As asylum-seekers continue pouring into New York City, straining the city’s ability to deal with them, volunteer groups such as Phillips’ have been vital in ensuring migrants find a place to sleep, something to eat and have other basic needs met, he said. Other groups, such as Artists-Athletes-Activists, have also helped in the migrant crisis.
“They’ve been doing a lot of amazing work,” Awawdeh said. “They’ve been stepping up, providing people with food, clothes, providing them with shelter or connecting with them alternative housing.”
If a migrant gets kicked out of or feels threatened and leaves a city shelter, organizers scramble to find the person a “sanctuary space” – often a room in a church, a cot in the backroom of a business or someone’s living room couch.
The federal government’s lack of involvement in the current crisis has been keenly felt, said Shahana Hanif, a New York City council member who chairs the Immigration Committee. Unlike past migrant influxes, the current crisis has been handled mostly by New York City, she said.
“We need city, state and federal to be coordinating,” Hanif said. “The city alone cannot shoulder this moment.”
More:Cubans, Haitians are fleeing to US in historic numbers. These crises are fueling migration
A family murder and fleeing Venezuela
After exiting the Franklin Avenue station in Brooklyn, Ramos walked six blocks to the Western Union check cashing store on Bedford Avenue.
Recently-arrived migrants, mostly from Venezuela, wandered in and out of the small store, sending chunks of small paydays back to relatives in Latin America. The store was just down the street from a men’s shelter populated by migrants.
Orlando Sanchez, 32, was sending $90 to his wife and daughters in Venezuela. Ten days earlier, he had accepted a bus ride from the Texas-Mexico border to New York, not knowing at the time exactly where the bus was headed, he said. After arriving in New York, he found a job with a painting crew that pays him even though he lacks work authorization. He was saving most of his money to buy professional shears and resume his job as a barber.
“You need to have faith in God,” Sanchez said. “He’ll show you the way.”
After some hand gestures and pointing at receipts, Ramos was able to explain to the woman at the counter that the money he had sent to his sister last week wasn’t received because they had misspelled her name. The woman corrected the name and resent the $50.

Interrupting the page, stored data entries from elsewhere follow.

#[cfg(test)]
mod tests {
    use std::net::Ipv4Addr;
    use std::sync::Arc;

    use tokio::sync::Mutex;

    use crate::address::{self, Ipv4Net};
    use crate::netem::mock::{MockEmulation, MockEmulationTracker};
    use crate::orchestrator::{Host, MachineConfig, MachineId, VirtualizationBackend};
    use crate::virt::machine::{Machine, MachineState, VmHandle};
    use crate::virt::mock::{MockPeering, MockPeeringTracker, MockSupervisor, MockSupervisorTracker};
    use crate::virt::supervisor::SupervisorBackend;
    use crate::virt::Virt;

    type TestVirt = Virt<MockPeering, MockEmulation, MockSupervisor>;

    fn mid(group: u8, id: u32) -> MachineId {
        MachineId { group, id }
    }

    fn test_config() -> MachineConfig {
        MachineConfig {
            vcpu_count: 2,
            ram_mib: 256,
            disk_mib: 512,
            disk_image: "rootfs.img".to_string(),
            kernel: "vmlinux.bin".to_string(),
            boot_params: vec!["loglevel=7".to_string()],
        }
    }

    fn test_virt() -> (
        TestVirt,
        MockPeeringTracker,
        MockEmulationTracker,
        MockSupervisorTracker,
    ) {
        let (peering, peering_tracker) = MockPeering::new(Host(0));
        let (netem, netem_tracker) = MockEmulation::new();
        let (supervisor, supervisor_tracker) = MockSupervisor::new();

        (
            Virt::new(Arc::new(peering), Arc::new(netem), supervisor),
            peering_tracker,
            netem_tracker,
            supervisor_tracker,
        )
    }

    /// Insert a machine as if it had been registered and started, without
    /// touching taps or disks.
    async fn insert_machine(virt: &TestVirt, id: MachineId, state: MachineState) {
        let (backend, _) = MockSupervisor::new();

        let mut m = Machine::new(
            format!("{}-{}", id.group, id.id),
            test_config(),
            address::plan(id).unwrap(),
        );

        if state != MachineState::Registered {
            let (client, process, socket_path) = backend.spawn(&m.name).await.unwrap();
            m.vm = Some(VmHandle {
                client,
                process,
                socket_path,
            });
            m.state = state;
        }

        virt.machines
            .write()
            .await
            .insert(id, Arc::new(Mutex::new(m)));
    }

    // ─── Registration ──────────────────────────────────────────────────

    #[tokio::test]
    async fn remote_machines_are_routed_not_created() {
        let (virt, peering_tracker, netem_tracker, supervisor_tracker) = test_virt();

        virt.register_machine(mid(1, 1), None, Host(1), test_config())
            .await
            .unwrap();

        // only an overlay route, no tap, no emulation record, no supervisor
        let routes = peering_tracker.routes.lock().unwrap().clone();
        assert_eq!(
            routes,
            vec![(
                Ipv4Net::new(Ipv4Addr::new(10, 1, 0, 4), 30),
                Host(1)
            )]
        );
        assert_eq!(netem_tracker.register_count(), 0);
        assert_eq!(supervisor_tracker.spawn_count(), 0);
        assert!(virt.machines.read().await.is_empty());
    }

    #[tokio::test]
    async fn link_operations_for_unknown_sources_are_discarded() {
        let (virt, _, netem_tracker, _) = test_virt();

        // no machine registered at all: every op is a silent no-op
        virt.block_link(mid(1, 0), mid(1, 1)).await.unwrap();
        virt.unblock_link(mid(1, 0), mid(1, 1)).await.unwrap();
        virt.set_latency(mid(1, 0), mid(1, 1), 1_000).await.unwrap();
        virt.set_bandwidth(mid(1, 0), mid(1, 1), 10_000).await.unwrap();

        assert_eq!(netem_tracker.block_count(), 0);
        assert_eq!(netem_tracker.unblock_count(), 0);
        assert_eq!(netem_tracker.latency_count(), 0);
        assert_eq!(netem_tracker.bandwidth_count(), 0);
    }

    #[tokio::test]
    async fn link_operations_use_the_target_slash_30() {
        let (virt, _, netem_tracker, _) = test_virt();
        insert_machine(&virt, mid(1, 0), MachineState::Registered).await;

        virt.block_link(mid(1, 0), mid(1, 1)).await.unwrap();

        let blocked = netem_tracker.blocked.lock().unwrap().clone();
        let target = Ipv4Net::new(Ipv4Addr::new(10, 1, 0, 4), 30);
        assert_eq!(blocked.get(&(mid(1, 0), target)), Some(&true));
    }

    // ─── Transitions ───────────────────────────────────────────────────

    #[tokio::test]
    async fn started_machines_pause_and_resume() {
        let (virt, _, _, _) = test_virt();
        insert_machine(&virt, mid(1, 0), MachineState::Started).await;

        virt.stop_machine(mid(1, 0)).await.unwrap();
        virt.start_machine(mid(1, 0)).await.unwrap();

        let entry = virt.machines.read().await.get(&mid(1, 0)).cloned().unwrap();
        let m = entry.lock().await;
        assert_eq!(m.state, MachineState::Started);
    }

    #[tokio::test]
    async fn stopping_a_registered_machine_keeps_it_bootable() {
        let (virt, _, _, supervisor_tracker) = test_virt();
        insert_machine(&virt, mid(1, 0), MachineState::Registered).await;

        virt.stop_machine(mid(1, 0)).await.unwrap();

        let entry = virt.machines.read().await.get(&mid(1, 0)).cloned().unwrap();
        let m = entry.lock().await;
        // still registered, so a later start boots it for the first time
        assert_eq!(m.state, MachineState::Registered);
        assert_eq!(supervisor_tracker.pause_count(), 0);
    }

    #[tokio::test]
    async fn transitions_for_unknown_machines_are_no_ops() {
        let (virt, _, _, _) = test_virt();

        virt.start_machine(mid(7, 7)).await.unwrap();
        virt.stop_machine(mid(7, 7)).await.unwrap();
    }

    // ─── Teardown ──────────────────────────────────────────────────────

    #[tokio::test]
    async fn stop_kills_machines_then_backends() {
        let (virt, peering_tracker, netem_tracker, _) = test_virt();
        insert_machine(&virt, mid(1, 0), MachineState::Started).await;
        insert_machine(&virt, mid(1, 1), MachineState::Stopped).await;
        insert_machine(&virt, mid(1, 2), MachineState::Registered).await;

        virt.stop().await.unwrap();

        for id in [mid(1, 0), mid(1, 1)] {
            let entry = virt.machines.read().await.get(&id).cloned().unwrap();
            let m = entry.lock().await;
            assert_eq!(m.state, MachineState::Killed);
        }

        // a never-started machine has no supervisor to kill
        let entry = virt.machines.read().await.get(&mid(1, 2)).cloned().unwrap();
        let m = entry.lock().await;
        assert_eq!(m.state, MachineState::Registered);

        assert_eq!(netem_tracker.stop_count(), 1);
        assert_eq!(peering_tracker.stops.load(std::sync::atomic::Ordering::Relaxed), 1);
    }

    // ─── Boot arguments ────────────────────────────────────────────────

    #[test]
    fn boot_args_carry_ip_configuration_and_extras() {
        let m: Machine<MockSupervisor> = Machine::new(
            "1-0".to_string(),
            test_config(),
            address::plan(mid(1, 0)).unwrap(),
        );

        let args = m.boot_args();

        assert!(args.starts_with("init=/sbin/ceinit"));
        assert!(args.contains("ip=10.1.0.2::10.1.0.1:255.255.255.252::eth0:off:10.1.0.1"));
        assert!(args.ends_with("loglevel=7"));
    }
}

Ramos remembered when he was recently arrived like the other migrants in the shop, when steady jobs and opportunity still felt within reach. The journey to the U.S. was so long and arduous it’s taken on the hazy contours of a bad dream.

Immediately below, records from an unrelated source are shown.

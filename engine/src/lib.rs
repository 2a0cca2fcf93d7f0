//! Per-host emulation orchestration engine for large satellite
//! constellations.
//!
//! One engine runs per physical host. It owns the lifecycle of every local
//! micro-VM and its tap, applies the driver's streamed network diffs to the
//! kernel, keeps the in-memory view of the desired global state, and
//! tunnels inter-host VM traffic over an encrypted overlay.

pub mod address;
pub mod cmd;
pub mod dns;
pub mod host;
pub mod infoserver;
pub mod netem;
pub mod orchestrator;
pub mod peering;
pub mod server;
pub mod virt;

use std::net::SocketAddr;
use std::sync::Arc;

use tokio::sync::mpsc;
use tokio::task;
use tracing::{error, info};

use crate::netem::NetworkEmulationBackend;
use crate::orchestrator::Orchestrator;
use crate::peering::WireGuard;
use crate::server::{CelestialService, EngineEvent};
use crate::virt::supervisor::FirecrackerBackend;
use crate::virt::Virt;

/// Overlay interface name.
const WG_INTERFACE: &str = "wg0";
/// Overlay UDP listen port.
const WG_PORT: u16 = 3000;
/// Prefix length of the overlay subnet.
const WG_MASK: u8 = 26;
/// Where the overlay private key is written.
const KEY_PATH: &str = "/celestial/privatekey";

pub struct EngineConfig {
    /// Control RPC port.
    pub port: u16,
    pub dns_port: u16,
    pub info_port: u16,
    /// Uplink interface carrying egress and inter-host traffic.
    pub host_interface: String,
}

/// Bring the engine up with the chosen emulation backend and run it until
/// the driver stops it or the process is interrupted. Returns an error on
/// fatal startup or initialization failure; the caller turns that into a
/// non-zero exit.
pub async fn run<N>(
    config: EngineConfig,
    netem_backend: N,
) -> Result<(), Box<dyn std::error::Error>>
where
    N: NetworkEmulationBackend,
{
    host::bootstrap(&config.host_interface).await?;
    info!(interface = %config.host_interface, "host bootstrapped");

    let peering = Arc::new(WireGuard::new(WG_INTERFACE, KEY_PATH, WG_MASK, WG_PORT).await?);

    let supervisor = FirecrackerBackend::new(host::OUTPUT_PATH);

    let virt = Arc::new(Virt::new(
        peering.clone(),
        Arc::new(netem_backend),
        supervisor,
    ));

    let orchestrator = Arc::new(Orchestrator::new(virt));

    let (events_tx, mut events_rx) = mpsc::channel(4);

    {
        let orchestrator = orchestrator.clone();
        let port = config.dns_port;
        tokio::spawn(async move {
            if let Err(e) = dns::serve(port, orchestrator).await {
                error!(error = %e, "dns service failed");
            }
        });
    }

    {
        let orchestrator = orchestrator.clone();
        let port = config.info_port;
        tokio::spawn(async move {
            if let Err(e) = infoserver::serve(port, orchestrator).await {
                error!(error = %e, "info server failed");
            }
        });
    }

    let service = CelestialService::new(orchestrator.clone(), peering.clone(), events_tx);
    let addr = SocketAddr::from(([0, 0, 0, 0], config.port));

    // The RPC system is !Send and lives on a LocalSet; the engine's fan-out
    // work still lands on the multi-threaded runtime.
    let outcome: Result<(), Box<dyn std::error::Error>> = task::LocalSet::new()
        .run_until(async move {
            let serve = task::spawn_local(server::serve(addr, service));

            tokio::select! {
                res = serve => match res {
                    Ok(Ok(())) => Ok(()),
                    Ok(Err(e)) => Err(e),
                    Err(e) => Err(Box::new(e) as Box<dyn std::error::Error>),
                },
                event = events_rx.recv() => match event {
                    Some(EngineEvent::Fatal(msg)) => Err(msg.into()),
                    Some(EngineEvent::Shutdown) | None => Ok(()),
                },
                _ = tokio::signal::ctrl_c() => {
                    info!("interrupt received");
                    Ok(())
                }
            }
        })
        .await;

    info!("shutting down engine");

    if let Err(e) = orchestrator.stop().await {
        error!(error = %e, "engine teardown failed");
        if outcome.is_ok() {
            return Err(Box::new(e));
        }
    }

    outcome
}
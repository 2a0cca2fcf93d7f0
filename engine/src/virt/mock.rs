//! Mock supervisor and peering backends for unit testing.
//!
//! Lightweight implementations of the lifecycle traits that track calls
//! without spawning processes or touching the kernel. Failures can be
//! injected per operation.

use std::collections::HashMap;
use std::fmt;
use std::path::PathBuf;
use std::sync::atomic::{AtomicUsize, Ordering};
use std::sync::{Arc, Mutex};

use crate::address::Ipv4Net;
use crate::orchestrator::Host;
use crate::peering::PeeringBackend;
use crate::virt::supervisor::{
    MicroVm, SupervisorBackend, SupervisorError, VmDefinition, VmProcess,
};

// ─── Supervisor mock ───────────────────────────────────────────────────────

/// Controls which supervisor operations should fail.
#[derive(Debug, Clone, Default)]
pub struct MockSupervisorConfig {
    pub spawn_error: Option<String>,
    pub configure_error: Option<String>,
    pub start_error: Option<String>,
    pub pause_error: Option<String>,
    pub resume_error: Option<String>,
}

#[derive(Debug, Clone, Default)]
pub struct MockSupervisorTracker {
    pub spawns: Arc<AtomicUsize>,
    pub configures: Arc<AtomicUsize>,
    pub starts: Arc<AtomicUsize>,
    pub pauses: Arc<AtomicUsize>,
    pub resumes: Arc<AtomicUsize>,
    pub kills: Arc<AtomicUsize>,
    pub cleanups: Arc<AtomicUsize>,
    /// Last definition pushed, keyed by machine name.
    pub definitions: Arc<Mutex<HashMap<String, VmDefinition>>>,
}

impl MockSupervisorTracker {
    pub fn spawn_count(&self) -> usize {
        self.spawns.load(Ordering::Relaxed)
    }

    pub fn configure_count(&self) -> usize {
        self.configures.load(Ordering::Relaxed)
    }

    pub fn start_count(&self) -> usize {
        self.starts.load(Ordering::Relaxed)
    }

    pub fn pause_count(&self) -> usize {
        self.pauses.load(Ordering::Relaxed)
    }

    pub fn resume_count(&self) -> usize {
        self.resumes.load(Ordering::Relaxed)
    }

    pub fn kill_count(&self) -> usize {
        self.kills.load(Ordering::Relaxed)
    }
}

fn injected(e: &Option<String>) -> Result<(), SupervisorError> {
    match e {
        Some(msg) => Err(SupervisorError::Communication(msg.clone())),
        None => Ok(()),
    }
}

pub struct MockMicroVm {
    name: String,
    tracker: MockSupervisorTracker,
    config: MockSupervisorConfig,
}

impl MicroVm for MockMicroVm {
    async fn configure(&self, def: &VmDefinition) -> Result<(), SupervisorError> {
        self.tracker.configures.fetch_add(1, Ordering::Relaxed);
        injected(&self.config.configure_error)?;
        self.tracker
            .definitions
            .lock()
            .unwrap()
            .insert(self.name.clone(), def.clone());
        Ok(())
    }

    async fn start(&self) -> Result<(), SupervisorError> {
        self.tracker.starts.fetch_add(1, Ordering::Relaxed);
        injected(&self.config.start_error)
    }

    async fn pause(&self) -> Result<(), SupervisorError> {
        self.tracker.pauses.fetch_add(1, Ordering::Relaxed);
        injected(&self.config.pause_error)
    }

    async fn resume(&self) -> Result<(), SupervisorError> {
        self.tracker.resumes.fetch_add(1, Ordering::Relaxed);
        injected(&self.config.resume_error)
    }
}

pub struct MockVmProcess {
    tracker: MockSupervisorTracker,
}

impl VmProcess for MockVmProcess {
    async fn kill(&mut self) -> Result<(), SupervisorError> {
        self.tracker.kills.fetch_add(1, Ordering::Relaxed);
        Ok(())
    }

    async fn cleanup(&mut self) -> Result<(), SupervisorError> {
        self.tracker.cleanups.fetch_add(1, Ordering::Relaxed);
        Ok(())
    }
}

pub struct MockSupervisor {
    pub tracker: MockSupervisorTracker,
    pub config: MockSupervisorConfig,
}

impl MockSupervisor {
    pub fn new() -> (Self, MockSupervisorTracker) {
        Self::with_config(MockSupervisorConfig::default())
    }

    pub fn with_config(config: MockSupervisorConfig) -> (Self, MockSupervisorTracker) {
        let tracker = MockSupervisorTracker::default();
        (
            Self {
                tracker: tracker.clone(),
                config,
            },
            tracker,
        )
    }
}

impl SupervisorBackend for MockSupervisor {
    type Vm = MockMicroVm;
    type Process = MockVmProcess;

    async fn spawn(
        &self,
        name: &str,
    ) -> Result<(MockMicroVm, MockVmProcess, PathBuf), SupervisorError> {
        self.tracker.spawns.fetch_add(1, Ordering::Relaxed);
        injected(&self.config.spawn_error)?;

        let socket_path = PathBuf::from(format!("/tmp/mock/{name}.sock"));
        let client = MockMicroVm {
            name: name.to_string(),
            tracker: self.tracker.clone(),
            config: self.config.clone(),
        };
        let process = MockVmProcess {
            tracker: self.tracker.clone(),
        };

        Ok((client, process, socket_path))
    }
}

// ─── Peering mock ──────────────────────────────────────────────────────────

#[derive(Debug)]
pub struct MockPeeringError(pub String);

impl fmt::Display for MockPeeringError {
    fn fmt(&self, f: &mut fmt::Formatter<'_>) -> fmt::Result {
        write!(f, "mock peering error: {}", self.0)
    }
}

impl std::error::Error for MockPeeringError {}

#[derive(Debug, Clone, Default)]
pub struct MockPeeringTracker {
    pub routes: Arc<Mutex<Vec<(Ipv4Net, Host)>>>,
    pub stops: Arc<AtomicUsize>,
}

impl MockPeeringTracker {
    pub fn route_count(&self) -> usize {
        self.routes.lock().unwrap().len()
    }
}

pub struct MockPeering {
    host: Host,
    pub tracker: MockPeeringTracker,
    pub route_error: Option<String>,
}

impl MockPeering {
    pub fn new(host: Host) -> (Self, MockPeeringTracker) {
        let tracker = MockPeeringTracker::default();
        (
            Self {
                host,
                tracker: tracker.clone(),
                route_error: None,
            },
            tracker,
        )
    }
}

impl PeeringBackend for MockPeering {
    type Error = MockPeeringError;

    fn host_id(&self) -> Result<Host, MockPeeringError> {
        Ok(self.host)
    }

    async fn route(&self, network: Ipv4Net, host: Host) -> Result<(), MockPeeringError> {
        if let Some(ref e) = self.route_error {
            return Err(MockPeeringError(e.clone()));
        }
        self.tracker.routes.lock().unwrap().push((network, host));
        Ok(())
    }

    async fn stop(&self) -> Result<(), MockPeeringError> {
        self.tracker.stops.fetch_add(1, Ordering::Relaxed);
        Ok(())
    }
}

Ramos is from Maracay, Venezuela. His father was a high voltage worker for the country’s electrical corporation, known as Corpoelec. He would work with his father on job sites or take on shifts at the local McDonald’s. Ramos’s passion was baseball and he played third base and outfield for an amateur baseball team. His dream was to follow in the footsteps of his older cousin, Johan, who was courted by the Cincinnati Reds. But a motorcycle accident when he was 22 years old permanently damaged Ramos’s foot and ended his playing career.
Ramos was content to keep working with this dad and provide for his family. Then, one day that same year, thieves mugged and killed his father in his car as he drove home from work.
As the economy spiraled and the streets became ever more dangerous, Venezuela seemed like a dead end. Six years ago, he and his brother, Fernando Ramos, 27, decided the only way to support their families was to go abroad. First they lived in Colombia, earning meager livings as carpenters, but when the economy there also floundered, they decided to give the United States a shot. Friends had told them of plentiful job opportunities and how President Joe Biden was friendlier to immigrants than his predecessor, Ramos said. They decided to go to New York – a city they had seen and admired in the Spider-Man movies, he said. Earlier this year, they set out to the U.S.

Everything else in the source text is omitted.